# [Task directions]
Please copy out each line of the entries in which "HashMap" appears.

# [Entries provided]
========

use std::collections::{BTreeMap, HashMap};
use std::fs::File;
use std::io::Read;
use std::path::Path;

use serde::Deserialize;

use crate::consts::{RESPONSE_TIME_COLUMN, TIMESTAMP_COLUMN};
use crate::error::{Error, Result};
use crate::merge::{MergedRow, MergedTable};
use crate::table::parse_timestamp;

pub const AGGREGATE_COLUMNS: [&str; 4] = [
    "response_time_mean",
    "response_time_std",
    "response_time_min",
    "response_time_max",
];

#[derive(Debug, Clone, Copy, PartialEq)]
pub struct Sample {
    pub timestamp: i64,
    pub response_time: f64,
}

#[derive(Debug, Deserialize)]
struct SampleRow {
    timestamp: String,
    response_time: f64,
}

#[derive(Debug, Clone, Copy, PartialEq)]
pub struct ResponseTimeStats {
    pub timestamp: i64,
    pub count: usize,
    pub mean: f64,
    /// Sample standard deviation; NaN with fewer than two samples.
    pub std: f64,
    pub min: f64,
    pub max: f64,
}

pub fn load_samples(path: &Path) -> Result<Vec<Sample>> {
    read_samples(File::open(path)?, path)
}

pub fn read_samples<R: Read>(reader: R, origin: &Path) -> Result<Vec<Sample>> {
    let mut rdr = csv::Reader::from_reader(reader);
    let headers = rdr.headers()?.clone();
    for required in [TIMESTAMP_COLUMN, RESPONSE_TIME_COLUMN] {
        if !headers.iter().any(|h| h == required) {
            return Err(Error::MissingColumn {
                table: origin.display().to_string(),
                column: required.to_string(),
            });
        }
    }

    let mut samples = Vec::new();
    for record in rdr.records() {
        let record = record?;
        let line = record.position().map(|p| p.line()).unwrap_or_default();
        let row: SampleRow = record.deserialize(Some(&headers))?;
        let timestamp =
            parse_timestamp(&row.timestamp).ok_or_else(|| Error::InvalidTimestamp {
                path: origin.to_path_buf(),
                line,
                value: row.timestamp.clone(),
            })?;
        samples.push(Sample {
            timestamp,
            response_time: row.response_time,
        });
    }
    Ok(samples)
}

/// Groups samples by timestamp, ascending.
pub fn aggregate(samples: &[Sample]) -> Vec<ResponseTimeStats> {
    let mut groups: BTreeMap<i64, Vec<f64>> = BTreeMap::new();
    for s in samples {
        groups.entry(s.timestamp).or_default().push(s.response_time);
    }
    groups
        .into_iter()
        .map(|(timestamp, values)| summarize(timestamp, &values))
        .collect()
}

fn summarize(timestamp: i64, values: &[f64]) -> ResponseTimeStats {
    let count = values.len();
    let mean = values.iter().sum::<f64>() / count as f64;
    let std = if count > 1 {
        let var = values.iter().map(|v| (v - mean).powi(2)).sum::<f64>() / (count - 1) as f64;
        var.sqrt()
    } else {
        f64::NAN
    };
    let min = values.iter().copied().fold(f64::INFINITY, f64::min);
    let max = values.iter().copied().fold(f64::NEG_INFINITY, f64::max);
    ResponseTimeStats {
        timestamp,
        count,
        mean,
        std,
        min,
        max,
    }
}

/// Inner join of the per-timestamp stats with the merged metrics. Stats
/// columns come first, rows follow the stats order.
pub fn join(stats: &[ResponseTimeStats], merged: &MergedTable) -> MergedTable {
    let by_ts: HashMap<i64, &MergedRow> = merged.rows().iter().map(|r| (r.timestamp, r)).collect();

    let columns = AGGREGATE_COLUMNS
        .iter()
        .map(|c| c.to_string())
        .chain(merged.columns().iter().cloned())
        .collect();

    let rows = stats
        .iter()
        .filter_map(|s| {
            by_ts.get(&s.timestamp).map(|m| {
                let mut values = vec![s.mean, s.std, s.min, s.max];
                values.extend_from_slice(&m.values);
                MergedRow {
                    timestamp: s.timestamp,
                    values,
                }
            })
        })
        .collect();

    MergedTable::new(columns, rows)
}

========

# [Answer box]
use std::collections::{BTreeMap, HashMap};
    let by_ts: HashMap<i64, &MergedRow> = merged.rows().iter().map(|r| (r.timestamp, r)).collect();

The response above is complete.